Suppose $r, h\in \mathbb{Z}$ are sufficiently large and comparable to each other. 
We prove that if $|A+A| \le K |A|$ and $\lambda_1, \ldots, \lambda_h \le 2^r$, then 
\[ |\lambda_1 \cdot A + \ldots + \lambda_h \cdot A | \le K^{ 7 rh /\ln (r+h) } |A|. \]
This improves upon a result of Bukh who shows that
\[ |\lambda_1 \cdot A + \ldots + \lambda_h \cdot A | \le K^{O(rh)} |A|. \]
Our main technique is to combine Bukh's idea of considering the binary expansion of $\lambda_i$ with a result on biclique decompositions of bipartite graphs.

  % keywords are optional
  \bigskip\noindent \textbf{Keywords:} sumsets;
  dilates; Pl\"unnecke--Ruzsa inequality; graph decomposition; biclique partition
\end{abstract}

\section{Introduction}
Let $A$ and $B$ be nonempty subsets of an abelian group, and define the \emph{sumset} of $A$ and $B$ and the \emph{$h$-fold sumset} of $A$ as 
\begin{align*}A+B := \{ a + b: a \in A, b \in B\} \text{\hspace{3px} and \hspace{3px}} hA  := \{ a_1 + \ldots + a_h: a_i \in A\},
\end{align*}
respectively.  When the set $A$ is implicitly understood, we will reserve the letter $K$ to denote the doubling constant of $A$; that is, $K := |A+A|/|A|$.  A classical result of Pl\"unnecke bounds the cardinality of $hA$ in terms of $K$ and $|A|$.
\begin{theorem}[Pl\"unnecke's inequality \cite{plu70}]\label{plunnecke}
For any set $A$ and for any nonnegative integers $\ell$ and $m$, if $|A+A| = K |A|$, then
\[ |\ell A - m A| \le K^{\ell + m} |A|. \]
\end{theorem}
\noindent See the survey of Ruzsa \cite{ruz09} for variations, generalizations, and a graph theoretic proof of Theorem \ref{plunnecke}; see Petridis \cite{pet12} for a new inductive proof.

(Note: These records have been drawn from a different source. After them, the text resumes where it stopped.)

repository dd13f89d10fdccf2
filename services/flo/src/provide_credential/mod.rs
// Licensed to the Apache Software Foundation (ASF) under one
// or more contributor license agreements.  See the NOTICE file
// distributed with this work for additional information
// regarding copyright ownership.  The ASF licenses this file
// to you under the Apache License, Version 2.0 (the
// "License"); you may not use this file except in compliance
// with the License.  You may obtain a copy of the License at
//
//   http://www.apache.org/licenses/LICENSE-2.0
//
// Unless required by applicable law or agreed to in writing,
// software distributed under the License is distributed on an
// "AS IS" BASIS, WITHOUT WARRANTIES OR CONDITIONS OF ANY
// KIND, either express or implied.  See the License for the
// specific language governing permissions and limitations
// under the License.

mod config_file;
pub use config_file::ConfigFileCredentialProvider;

mod default;
pub use default::DefaultCredentialProvider;

mod env;
pub use env::EnvCredentialProvider;

mod r#static;
pub use r#static::StaticCredentialProvider;
// Licensed to the Apache Software Foundation (ASF) under one
// or more contributor license agreements.  See the NOTICE file
// distributed with this work for additional information
// regarding copyright ownership.  The ASF licenses this file
// to you under the Apache License, Version 2.0 (the
// "License"); you may not use this file except in compliance
// with the License.  You may obtain a copy of the License at
//
//   http://www.apache.org/licenses/LICENSE-2.0
//
// Unless required by applicable law or agreed to in writing,
// software distributed under the License is distributed on an
// "AS IS" BASIS, WITHOUT WARRANTIES OR CONDITIONS OF ANY
// KIND, either express or implied.  See the License for the
// specific language governing permissions and limitations
// under the License.

use std::collections::BTreeMap;

use azuqua_core::hash::hex_sha256;
use azuqua_core::{Error, Result};
use bytes::Bytes;
use http::header::{HeaderName, HeaderValue, ACCEPT, CONTENT_TYPE};
use http::{HeaderMap, Method};
use log::debug;
use percent_encoding::utf8_percent_encode;
use serde_json::{Map, Value};

use crate::constants::{APPLICATION_JSON, URI_COMPONENT_ENCODE_SET};
use crate::route::{has_placeholders, resolve_path_named};
use crate::RequestParams;

/// A request ready to be signed and sent.
#[derive(Debug, Clone)]
pub struct AssembledRequest {
    /// Http method.
    pub method: Method,
    /// Path with the sorted, encoded query string appended.
    pub path: String,
    /// Default headers merged with the caller's headers.
    pub headers: HeaderMap,
    /// Bytes sent on the wire, empty for GET and DELETE.
    pub body: Bytes,
    /// The payload covered by the signature.
    pub payload: String,
}

/// Turn a method, a path pattern and params into a concrete request.
///
/// - `:name` placeholders in `path` are filled from the top-level params.
/// - GET and DELETE never send a body; the payload is the query as JSON,
///   with every value as a string, or empty if there is no query.
/// - Other methods send the body as JSON; the payload is the same JSON, or
///   `{}` if the body is empty, in which case nothing is sent.
/// - Multipart forms are encoded once; the payload is the hex sha256 of the
///   encoded bytes.
pub fn assemble(method: Method, path: &str, params: RequestParams) -> Result<AssembledRequest> {
    let mut params = params;
    let path = if has_placeholders(path) {
        resolve_path_named(path, params.fields_mut())?
    } else {
        path.to_string()
    };
    let path = if path.starts_with('/') {
        path
    } else {
        format!("/{path}")
    };

    let (query, extra_headers, body, multipart) = params.into_parts();
    let query = stringify_query(query)?;

    let mut headers = HeaderMap::new();
    headers.insert(ACCEPT, HeaderValue::from_static(APPLICATION_JSON));
    headers.insert(CONTENT_TYPE, HeaderValue::from_static(APPLICATION_JSON));

    let (body, payload) = if is_read_method(&method) {
        if multipart.is_some() {
            return Err(Error::request_invalid(format!(
                "{method} requests can't carry a multipart body"
            )));
        }
        if !body.is_empty() {
            debug!("dropping body fields of {method} {path}, the api doesn't accept them");
        }

        let payload = if query.is_empty() {
            String::new()
        } else {
            serde_json::to_string(&query)?
        };
        (Bytes::new(), payload)
    } else if let Some(form) = multipart {
        headers.insert(CONTENT_TYPE, HeaderValue::from_str(&form.content_type())?);

        let bytes = form.encode();
        let payload = hex_sha256(&bytes);
        (bytes, payload)
    } else if body.is_empty() {
        (Bytes::new(), "{}".to_string())
    } else {
        let payload = serde_json::to_string(&body)?;
        (Bytes::from(payload.clone()), payload)
    };

    for (key, value) in extra_headers {
        let name = HeaderName::from_bytes(key.as_bytes())?;
        let value = HeaderValue::from_str(&scalar_to_string("header", &key, &value)?)?;
        headers.insert(name, value);
    }

    let path = if query.is_empty() {
        path
    } else {
        format!("{path}?{}", encode_query(&query))
    };

    Ok(AssembledRequest {
        method,
        path,
        headers,
        body,
        payload,
    })
}

/// GET and DELETE carry their data in the query string.
pub(crate) fn is_read_method(method: &Method) -> bool {
    method == Method::GET || method == Method::DELETE
}

fn stringify_query(query: Map<String, Value>) -> Result<BTreeMap<String, String>> {
    query
        .iter()
        .map(|(k, v)| Ok((k.clone(), scalar_to_string("query", k, v)?)))
        .collect()
}

fn scalar_to_string(place: &str, key: &str, value: &Value) -> Result<String> {
    match value {
        Value::String(v) => Ok(v.clone()),
        Value::Number(v) => Ok(v.to_string()),
        Value::Bool(v) => Ok(v.to_string()),
        v => Err(Error::request_invalid(format!(
            "{place} value of '{key}' must be a string, number or bool, got {v}"
        ))),
    }
}

fn encode_query(query: &BTreeMap<String, String>) -> String {
    query
        .iter()
        .map(|(k, v)| {
            format!(
                "{}={}",
                utf8_percent_encode(k, &URI_COMPONENT_ENCODE_SET),
                utf8_percent_encode(v, &URI_COMPONENT_ENCODE_SET)
            )
        })
        .collect::<Vec<_>>()
        .join("&")
}
// Licensed to the Apache Software Foundation (ASF) under one
// or more contributor license agreements.  See the NOTICE file
// distributed with this work for additional information
// regarding copyright ownership.  The ASF licenses this file
// to you under the Apache License, Version 2.0 (the
// "License"); you may not use this file except in compliance
// with the License.  You may obtain a copy of the License at
//
//   http://www.apache.org/licenses/LICENSE-2.0
//
// Unless required by applicable law or agreed to in writing,
// software distributed under the License is distributed on an
// "AS IS" BASIS, WITHOUT WARRANTIES OR CONDITIONS OF ANY
// KIND, either express or implied.  See the License for the
// specific language governing permissions and limitations
// under the License.

use azuqua_core::hash::hex_hmac_sha256;
use azuqua_core::time::{format_iso8601_millis, now, DateTime};
use azuqua_core::{Error, Result, SigningCredential};
use http::header::{HeaderName, HeaderValue};
use http::{HeaderMap, Method};
use log::debug;

use crate::constants::{X_API_ACCESS_KEY, X_API_HASH, X_API_TIMESTAMP};
use crate::{AssembledRequest, Credential};

/// Everything covered by a signature. Lives for one call only.
#[derive(Debug, Clone, PartialEq, Eq)]
pub struct SignableRequest<'a> {
    /// Http method, lowercased when signing.
    pub method: &'a Method,
    /// Path including the query string.
    pub path: &'a str,
    /// ISO 8601 timestamp with millisecond precision.
    pub timestamp: String,
    /// Serialized body, query or content hash.
    pub payload: &'a str,
}

impl SignableRequest<'_> {
    /// Construct string to sign
    ///
    /// ## Format
    ///
    /// ```text
    /// lowercase(method) + ":" + path + ":" + timestamp + payload
    /// ```
    ///
    /// The timestamp always has the same length, so a `:` inside the path or
    /// the payload can't shift the boundaries between the parts.
    pub fn string_to_sign(&self) -> String {
        format!(
            "{}:{}:{}{}",
            self.method.as_str().to_ascii_lowercase(),
            self.path,
            self.timestamp,
            self.payload
        )
    }

    /// Lowercase hex HMAC-SHA256 of the string to sign keyed by `secret`.
    pub fn hash(&self, secret: &str) -> String {
        hex_hmac_sha256(secret.as_bytes(), self.string_to_sign().as_bytes())
    }
}

/// Authentication headers of one request.
#[derive(Clone, PartialEq, Eq)]
pub struct AuthHeaders {
    /// Value of `x-api-hash`.
    pub hash: String,
    /// Value of `x-api-accesskey`.
    pub access_key: String,
    /// Value of `x-api-timestamp`, the same one that was signed.
    pub timestamp: String,
}

impl std::fmt::Debug for AuthHeaders {
    fn fmt(&self, f: &mut std::fmt::Formatter<'_>) -> std::fmt::Result {
        f.debug_struct("AuthHeaders")
            .field("hash", &azuqua_core::utils::Redact::from(&self.hash))
            .field("access_key", &self.access_key)
            .field("timestamp", &self.timestamp)
            .finish()
    }
}

impl AuthHeaders {
    /// Insert the auth headers, replacing any header with the same name.
    pub fn apply(&self, headers: &mut HeaderMap) -> Result<()> {
        headers.insert(HeaderName::from_static(X_API_HASH), {
            let mut value: HeaderValue = self.hash.parse()?;
            value.set_sensitive(true);

            value
        });
        headers.insert(
            HeaderName::from_static(X_API_ACCESS_KEY),
            self.access_key.parse()?,
        );
        headers.insert(
            HeaderName::from_static(X_API_TIMESTAMP),
            self.timestamp.parse()?,
        );

        Ok(())
    }
}

/// RequestSigner computes the azuqua api hash of a request.
#[derive(Debug, Default, Clone)]
pub struct RequestSigner {
    time: Option<DateTime>,
}

impl RequestSigner {
    /// Create a signer which signs with the current time.
    pub fn new() -> Self {
        Self::default()
    }

    /// Specify the signing time.
    ///
    /// # Note
    ///
    /// We should always take current time to sign requests.
    /// Only use this function for testing.
    pub fn with_time(mut self, time: DateTime) -> Self {
        self.time = Some(time);
        self
    }

    /// Sign method, path and payload with the credential.
    ///
    /// Fails with [`azuqua_core::ErrorKind::AccountNotConfigured`] if the
    /// access key or access secret is empty.
    pub fn sign(
        &self,
        cred: &Credential,
        method: &Method,
        path: &str,
        payload: &str,
    ) -> Result<AuthHeaders> {
        if !cred.is_valid() {
            return Err(Error::account_not_configured(
                "access key and access secret must both be set",
            ));
        }

        // One timestamp for both the signed string and the header.
        let timestamp = format_iso8601_millis(self.time.unwrap_or_else(now));
        let signable = SignableRequest {
            method,
            path,
            timestamp,
            payload,
        };
        debug!("calculated string to sign: {}", signable.string_to_sign());

        let hash = signable.hash(&cred.access_secret);
        Ok(AuthHeaders {
            hash,
            access_key: cred.access_key.clone(),
            timestamp: signable.timestamp,
        })
    }

    /// Sign an assembled request and attach the auth headers to it.
    pub fn sign_request(&self, cred: &Credential, req: &mut AssembledRequest) -> Result<()> {
        let headers = self.sign(cred, &req.method, &req.path, &req.payload)?;
        headers.apply(&mut req.headers)
    }
}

Given $\lambda \in \mathbb{Z}$, define a \emph{dilate} of $A$ as 
\begin{align*}\lambda \cdot A := \{ \lambda a: a \in A\}.
\end{align*}
%Throughout the paper, 
Suppose $\lambda_1 , \ldots , \lambda_h$ are nonzero integers. Since $\lambda_i \cdot A \subseteq \lambda_i A$, one can apply Theorem \ref{plunnecke} to conclude that
\begin{align*}|\lambda_1 \cdot A + \ldots + \lambda_h \cdot A| \le K^{\sum_i |\lambda_i|}|A|. 
\end{align*}
Bukh \cite{buk08} significantly improved this by considering the binary expansion of $\lambda_i$ and using Ruzsa's covering lemma and triangle inequality.   
% \text{\quad and \quad} s := \sum_{i=1}^h \sum_{j=0}^r \lambda_{i,j}. 
%\end{align}
\begin{theorem}[Bukh \cite{buk08}]\label{buk08}
For any set $A$, if $\lambda_1 , \ldots , \lambda_h \in \mathbb{Z}\setminus \{0\}$ and $|A+A| = K|A|$, then
\[ | \lambda_1 \cdot A + \ldots + \lambda_h \cdot A|  \le K^{7 + 12 \sum_{i=1}^h \log_2 (1+ |\lambda_i|)}|A|. 
\]
\end{theorem}
%For a cleaner, but less precise bound, one can use the trivial observation that $\sum_{j=0}^r \lambda_{i,j} \le \log_2 (1 + |\lambda_i|)$ to ascertain that

If $|\lambda_i| \le 2^r$ for all $i$, %Since $\log_2 (1+|\lambda_i|) \le r+1$, 
then Theorem \ref{buk08} yields that 
\begin{align}\label{logbound}
| \lambda_1 \cdot A + \ldots + \lambda_h \cdot A| \le K^{O(rh)}|A|. 
\end{align}
In this paper we prove a bound %is subquadratic in the exponent which is an improvement to Theorem \ref{buk08} 
that improves \eqref{logbound} when $r$ and $h$ are sufficiently large and comparable to each other.
Throughout the paper $ln$ stands for the natural logarithm.
\begin{theorem}\label{mainthm}
Suppose $r, h \in \mathbb{Z}$ are sufficiently large and 
\begin{equation}
\label{eq:mn}
\min \{r+1, h\} \ge 10 \left(\ln \max\{r+1, h\} \right)^2. 
\end{equation}
Given a set $A$ and nonzero integers $\lambda_1, \ldots, \lambda_h$ such that $|\lambda_i| \le 2^r$, if $|A+A| = K|A|$, then
\begin{equation}
\label{eq:main}
 | \lambda_1 \cdot A + \ldots + \lambda_h \cdot A| \le K^{7 rh/  \ln (r+h)}   |A|.
\end{equation}
\end{theorem}
The proof of Theorem \ref{mainthm} relies on Theorem \ref{buk08} as well as a result of Tuza~\cite{Tuza84} on decomposing bipartite graphs into bicliques (complete bipartite subgraphs). The key idea is to connect Bukh's technique of considering the binary expansion of $\lambda_i$ to the graph decomposition problem that allows us to efficiently group certain powers of 2.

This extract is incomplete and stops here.